A few ‘interactive’ dyadic models have been put forth, but they often lack the neural specificity found in models of passively social or purely instrumental tasks. Taking an interactive approach, Steels and colleagues have modeled multiple interacting agents in ‘language learning’ games, showing interesting results for ideas of grammar learning and cultural transmission (e.g., Steels 2003). However, Steels’ multi-agent simulations lack ‘brains’, and instead describe agents with simplified mechanisms that are highly task-specific. The dynamics of the interactions are enlightening, but say little about the specific brain processes involved in interactions between primates. Other models simulate neural dynamics between interacting agents, but do not engage questions of the computational properties of detailed brain circuitry during a specific task (Dumas et al. 2012).

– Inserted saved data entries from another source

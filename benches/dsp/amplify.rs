//! Benchmarks for gain and summing primitives.

use std::hint::black_box;

use criterion::{BenchmarkId, Criterion};
use saavy_studio::dsp::amplify;

use crate::BLOCK_SIZES;

pub fn bench_amplify(c: &mut Criterion) {
    let mut group = c.benchmark_group("dsp/amplify");

    for &size in BLOCK_SIZES {
        let signal: Vec<f32> = (0..size)
            .map(|i| (i as f32 / size as f32) * 2.0 - 1.0)
            .collect();
        let mut output = vec![0.0f32; size];

        let mut signal_copy = signal.clone();
        group.bench_with_input(BenchmarkId::new("apply_gain", size), &size, |b, _| {
            b.iter(|| {
                signal_copy.copy_from_slice(&signal);
                amplify::apply_gain(black_box(&mut signal_copy), black_box(0.5))
            })
        });

        group.bench_with_input(BenchmarkId::new("mix_into", size), &size, |b, _| {
            b.iter(|| amplify::mix_into(black_box(&mut output), black_box(&signal), black_box(0.7)))
        });
    }

    group.finish();
}
use crate::{
    dsp::amplify::apply_gain,
    graph::node::{Bus, GraphNode, RenderCtx},
};

/// Fader stage of a track chain.
///
/// Holds the *effective* gain: the track volume after the solo/mute policy
/// has been applied on the control thread.
pub struct GainNode {
    gain: f32,
}

impl GainNode {
    pub fn new(gain: f32) -> Self {
        Self {
            gain: gain.max(0.0),
        }
    }

    pub fn gain(&self) -> f32 {
        self.gain
    }

    pub fn set_gain(&mut self, gain: f32) {
        self.gain = gain.max(0.0);
    }
}

impl GraphNode for GainNode {
    fn process(&mut self, bus: &mut Bus<'_>, _ctx: &RenderCtx) {
        apply_gain(bus.left, self.gain);
        apply_gain(bus.right, self.gain);
    }
}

Our analysis of ontogenetic ritualization diverges from previous work incorporating purely observational social dimensions in that it is an explicitly interactive process of social learning. Social learning encompasses all learning that is modulated by the actions of another individual (Galef and Laland 2005), though different kinds of learning may be distinguished, for example, in the degree to which available environmental information may be processed to influence future behavior (Acerbi et al. 2011). Dyadic learning, like ontogenetic ritualization, might be considered to be an ‘interactive’ form of social learning in that the learner must interact with (rather than just observe) another individual for learning to proceed. (Indeed, both agents are ‘learners’ in ontogenetic ritualization.) In these cases, brain models must show how distributed patterns of neural activation in each individual affect their behavior and how socially-influenced learning processes in the brain given rise to adaptive changes in behavior.

A further challenge for social brain modeling concerns the fact that the motivations underlying social behaviors may not be the homeostatic motivations (hunger, thirst) that are often used in simulations of behavior. During social interactions, animals may perform the same task, but with differing motivations – for example, preferring social information over food rewards (Deaner et al. 2005; Klein et al. 2008). Brain modeling lacks serious consideration of these differing motivational drives during behavior (especially social behavior), and rarely incorporates reward-modulated or motivational responses in neural network models (Arbib and Bonaiuto 2012; Guazzelli et al. 1998). This failure to incorporate motivational elements becomes more consequential when modeling social tasks, which require both navigating the multi-dimensionality that is ‘motivation’ (Berridge 2004) and incorporating the perception of motivations and intentions in partners, thought to be a large driver of cognitive skill evolution in primates (Byrne and Whiten 1988).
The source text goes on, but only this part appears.